WORK INSTRUCTION: Transcribe the records in full.

DATA RECORDS:
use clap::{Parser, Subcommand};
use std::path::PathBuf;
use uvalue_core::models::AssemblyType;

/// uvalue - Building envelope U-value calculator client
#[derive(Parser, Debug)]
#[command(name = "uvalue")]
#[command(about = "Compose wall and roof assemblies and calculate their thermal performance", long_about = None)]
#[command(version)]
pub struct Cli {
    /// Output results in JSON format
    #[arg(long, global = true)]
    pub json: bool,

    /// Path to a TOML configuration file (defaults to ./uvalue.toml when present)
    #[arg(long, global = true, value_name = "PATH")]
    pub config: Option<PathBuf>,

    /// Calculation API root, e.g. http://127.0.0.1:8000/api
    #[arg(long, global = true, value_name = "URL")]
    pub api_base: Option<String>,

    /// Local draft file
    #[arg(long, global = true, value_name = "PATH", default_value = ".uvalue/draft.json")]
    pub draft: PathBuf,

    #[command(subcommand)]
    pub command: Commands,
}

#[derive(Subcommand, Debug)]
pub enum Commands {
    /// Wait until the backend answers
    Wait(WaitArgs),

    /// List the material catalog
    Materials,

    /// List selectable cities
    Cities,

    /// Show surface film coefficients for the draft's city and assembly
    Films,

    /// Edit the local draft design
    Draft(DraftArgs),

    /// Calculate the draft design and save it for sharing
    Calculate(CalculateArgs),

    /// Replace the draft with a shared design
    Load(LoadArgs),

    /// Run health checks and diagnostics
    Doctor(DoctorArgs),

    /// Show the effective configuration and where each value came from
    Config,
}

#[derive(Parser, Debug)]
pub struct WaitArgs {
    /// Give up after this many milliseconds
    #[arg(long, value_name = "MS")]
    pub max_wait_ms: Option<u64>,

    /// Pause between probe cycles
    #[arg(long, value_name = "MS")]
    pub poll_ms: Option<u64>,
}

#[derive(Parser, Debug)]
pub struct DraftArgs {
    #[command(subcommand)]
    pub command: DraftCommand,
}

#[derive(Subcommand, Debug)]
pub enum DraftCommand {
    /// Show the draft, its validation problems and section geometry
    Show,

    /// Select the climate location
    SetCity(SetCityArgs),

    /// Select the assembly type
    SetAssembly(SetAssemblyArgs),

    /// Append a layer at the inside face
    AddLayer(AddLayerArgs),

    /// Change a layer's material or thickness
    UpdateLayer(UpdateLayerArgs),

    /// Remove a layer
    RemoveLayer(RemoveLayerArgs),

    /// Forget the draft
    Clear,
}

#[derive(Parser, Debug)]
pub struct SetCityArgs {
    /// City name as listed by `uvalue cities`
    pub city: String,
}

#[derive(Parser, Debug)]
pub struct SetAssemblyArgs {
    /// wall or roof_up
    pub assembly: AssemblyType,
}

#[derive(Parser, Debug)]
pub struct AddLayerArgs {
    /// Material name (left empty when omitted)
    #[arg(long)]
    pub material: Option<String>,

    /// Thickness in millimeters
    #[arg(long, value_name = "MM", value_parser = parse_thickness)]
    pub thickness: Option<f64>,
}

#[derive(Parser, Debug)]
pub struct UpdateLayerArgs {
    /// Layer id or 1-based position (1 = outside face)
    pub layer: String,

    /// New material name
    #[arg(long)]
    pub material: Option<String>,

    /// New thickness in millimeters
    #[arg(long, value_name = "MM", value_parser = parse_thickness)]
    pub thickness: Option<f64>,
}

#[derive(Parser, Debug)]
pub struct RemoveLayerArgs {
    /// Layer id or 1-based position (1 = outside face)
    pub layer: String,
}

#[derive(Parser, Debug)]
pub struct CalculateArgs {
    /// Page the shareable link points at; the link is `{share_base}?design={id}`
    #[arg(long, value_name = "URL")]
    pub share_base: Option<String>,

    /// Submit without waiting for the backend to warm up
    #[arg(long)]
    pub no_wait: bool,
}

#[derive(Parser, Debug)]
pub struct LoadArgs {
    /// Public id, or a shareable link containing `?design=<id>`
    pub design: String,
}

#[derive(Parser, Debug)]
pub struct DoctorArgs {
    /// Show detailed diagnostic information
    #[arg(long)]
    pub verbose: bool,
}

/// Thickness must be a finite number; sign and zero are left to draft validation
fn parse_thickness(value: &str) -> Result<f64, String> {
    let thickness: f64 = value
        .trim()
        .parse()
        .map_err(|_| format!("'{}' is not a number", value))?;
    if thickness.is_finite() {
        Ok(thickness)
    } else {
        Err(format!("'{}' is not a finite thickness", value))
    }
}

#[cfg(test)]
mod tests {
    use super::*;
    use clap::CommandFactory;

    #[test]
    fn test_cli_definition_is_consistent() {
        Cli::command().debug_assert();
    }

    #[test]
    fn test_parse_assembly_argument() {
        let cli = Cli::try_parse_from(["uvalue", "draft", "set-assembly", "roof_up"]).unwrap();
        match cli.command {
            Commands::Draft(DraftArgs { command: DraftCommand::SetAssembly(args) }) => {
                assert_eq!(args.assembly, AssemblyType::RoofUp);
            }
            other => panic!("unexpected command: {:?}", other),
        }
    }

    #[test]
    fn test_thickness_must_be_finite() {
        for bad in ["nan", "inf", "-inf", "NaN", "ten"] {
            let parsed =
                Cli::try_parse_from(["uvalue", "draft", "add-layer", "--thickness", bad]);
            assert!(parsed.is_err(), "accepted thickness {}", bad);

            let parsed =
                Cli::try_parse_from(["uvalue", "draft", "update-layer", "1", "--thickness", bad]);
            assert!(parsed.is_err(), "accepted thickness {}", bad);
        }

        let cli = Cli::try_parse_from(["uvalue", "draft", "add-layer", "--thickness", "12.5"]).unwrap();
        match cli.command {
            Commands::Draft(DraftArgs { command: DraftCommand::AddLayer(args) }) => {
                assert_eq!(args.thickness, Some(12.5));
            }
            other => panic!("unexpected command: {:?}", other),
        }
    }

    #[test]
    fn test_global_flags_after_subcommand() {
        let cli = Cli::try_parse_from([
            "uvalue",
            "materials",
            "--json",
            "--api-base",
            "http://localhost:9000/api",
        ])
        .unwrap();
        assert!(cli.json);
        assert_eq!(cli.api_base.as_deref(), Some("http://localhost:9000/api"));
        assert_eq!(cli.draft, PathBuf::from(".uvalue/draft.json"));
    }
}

PROBLEM SOLUTION:
use clap::{Parser, Subcommand};
use std::path::PathBuf;
use uvalue_core::models::AssemblyType;

/// uvalue - Building envelope U-value calculator client
#[derive(Parser, Debug)]
#[command(name = "uvalue")]
#[command(about = "Compose wall and roof assemblies and calculate their thermal performance", long_about = None)]
#[command(version)]
pub struct Cli {
    /// Output results in JSON format
    #[arg(long, global = true)]
    pub json: bool,

    /// Path to a TOML configuration file (defaults to ./uvalue.toml when present)
    #[arg(long, global = true, value_name = "PATH")]
    pub config: Option<PathBuf>,

    /// Calculation API root, e.g. http://127.0.0.1:8000/api
    #[arg(long, global = true, value_name = "URL")]
    pub api_base: Option<String>,

    /// Local draft file
    #[arg(long, global = true, value_name = "PATH", default_value = ".uvalue/draft.json")]
    pub draft: PathBuf,

    #[command(subcommand)]
    pub command: Commands,
}

#[derive(Subcommand, Debug)]
pub enum Commands {
    /// Wait until the backend answers
    Wait(WaitArgs),

    /// List the material catalog
    Materials,

    /// List selectable cities
    Cities,

    /// Show surface film coefficients for the draft's city and assembly
    Films,

    /// Edit the local draft design
    Draft(DraftArgs),

    /// Calculate the draft design and save it for sharing
    Calculate(CalculateArgs),

    /// Replace the draft with a shared design
    Load(LoadArgs),

    /// Run health checks and diagnostics
    Doctor(DoctorArgs),

    /// Show the effective configuration and where each value came from
    Config,
}

#[derive(Parser, Debug)]
pub struct WaitArgs {
    /// Give up after this many milliseconds
    #[arg(long, value_name = "MS")]
    pub max_wait_ms: Option<u64>,

    /// Pause between probe cycles
    #[arg(long, value_name = "MS")]
    pub poll_ms: Option<u64>,
}

#[derive(Parser, Debug)]
pub struct DraftArgs {
    #[command(subcommand)]
    pub command: DraftCommand,
}

#[derive(Subcommand, Debug)]
pub enum DraftCommand {
    /// Show the draft, its validation problems and section geometry
    Show,

    /// Select the climate location
    SetCity(SetCityArgs),

    /// Select the assembly type
    SetAssembly(SetAssemblyArgs),

    /// Append a layer at the inside face
    AddLayer(AddLayerArgs),

    /// Change a layer's material or thickness
    UpdateLayer(UpdateLayerArgs),

    /// Remove a layer
    RemoveLayer(RemoveLayerArgs),

    /// Forget the draft
    Clear,
}

#[derive(Parser, Debug)]
pub struct SetCityArgs {
    /// City name as listed by `uvalue cities`
    pub city: String,
}

#[derive(Parser, Debug)]
pub struct SetAssemblyArgs {
    /// wall or roof_up
    pub assembly: AssemblyType,
}

#[derive(Parser, Debug)]
pub struct AddLayerArgs {
    /// Material name (left empty when omitted)
    #[arg(long)]
    pub material: Option<String>,

    /// Thickness in millimeters
    #[arg(long, value_name = "MM", value_parser = parse_thickness)]
    pub thickness: Option<f64>,
}

#[derive(Parser, Debug)]
pub struct UpdateLayerArgs {
    /// Layer id or 1-based position (1 = outside face)
    pub layer: String,

    /// New material name
    #[arg(long)]
    pub material: Option<String>,

    /// New thickness in millimeters
    #[arg(long, value_name = "MM", value_parser = parse_thickness)]
    pub thickness: Option<f64>,
}

#[derive(Parser, Debug)]
pub struct RemoveLayerArgs {
    /// Layer id or 1-based position (1 = outside face)
    pub layer: String,
}

#[derive(Parser, Debug)]
pub struct CalculateArgs {
    /// Page the shareable link points at; the link is `{share_base}?design={id}`
    #[arg(long, value_name = "URL")]
    pub share_base: Option<String>,

    /// Submit without waiting for the backend to warm up
    #[arg(long)]
    pub no_wait: bool,
}

#[derive(Parser, Debug)]
pub struct LoadArgs {
    /// Public id, or a shareable link containing `?design=<id>`
    pub design: String,
}

#[derive(Parser, Debug)]
pub struct DoctorArgs {
    /// Show detailed diagnostic information
    #[arg(long)]
    pub verbose: bool,
}

/// Thickness must be a finite number; sign and zero are left to draft validation
fn parse_thickness(value: &str) -> Result<f64, String> {
    let thickness: f64 = value
        .trim()
        .parse()
        .map_err(|_| format!("'{}' is not a number", value))?;
    if thickness.is_finite() {
        Ok(thickness)
    } else {
        Err(format!("'{}' is not a finite thickness", value))
    }
}

#[cfg(test)]
mod tests {
    use super::*;
    use clap::CommandFactory;

    #[test]
    fn test_cli_definition_is_consistent() {
        Cli::command().debug_assert();
    }

    #[test]
    fn test_parse_assembly_argument() {
        let cli = Cli::try_parse_from(["uvalue", "draft", "set-assembly", "roof_up"]).unwrap();
        match cli.command {
            Commands::Draft(DraftArgs { command: DraftCommand::SetAssembly(args) }) => {
                assert_eq!(args.assembly, AssemblyType::RoofUp);
            }
            other => panic!("unexpected command: {:?}", other),
        }
    }

    #[test]
    fn test_thickness_must_be_finite() {
        for bad in ["nan", "inf", "-inf", "NaN", "ten"] {
            let parsed =
                Cli::try_parse_from(["uvalue", "draft", "add-layer", "--thickness", bad]);
            assert!(parsed.is_err(), "accepted thickness {}", bad);

            let parsed =
                Cli::try_parse_from(["uvalue", "draft", "update-layer", "1", "--thickness", bad]);
            assert!(parsed.is_err(), "accepted thickness {}", bad);
        }

        let cli = Cli::try_parse_from(["uvalue", "draft", "add-layer", "--thickness", "12.5"]).unwrap();
        match cli.command {
            Commands::Draft(DraftArgs { command: DraftCommand::AddLayer(args) }) => {
                assert_eq!(args.thickness, Some(12.5));
            }
            other => panic!("unexpected command: {:?}", other),
        }
    }

    #[test]
    fn test_global_flags_after_subcommand() {
        let cli = Cli::try_parse_from([
            "uvalue",
            "materials",
            "--json",
            "--api-base",
            "http://localhost:9000/api",
        ])
        .unwrap();
        assert!(cli.json);
        assert_eq!(cli.api_base.as_deref(), Some("http://localhost:9000/api"));
        assert_eq!(cli.draft, PathBuf::from(".uvalue/draft.json"));
    }
}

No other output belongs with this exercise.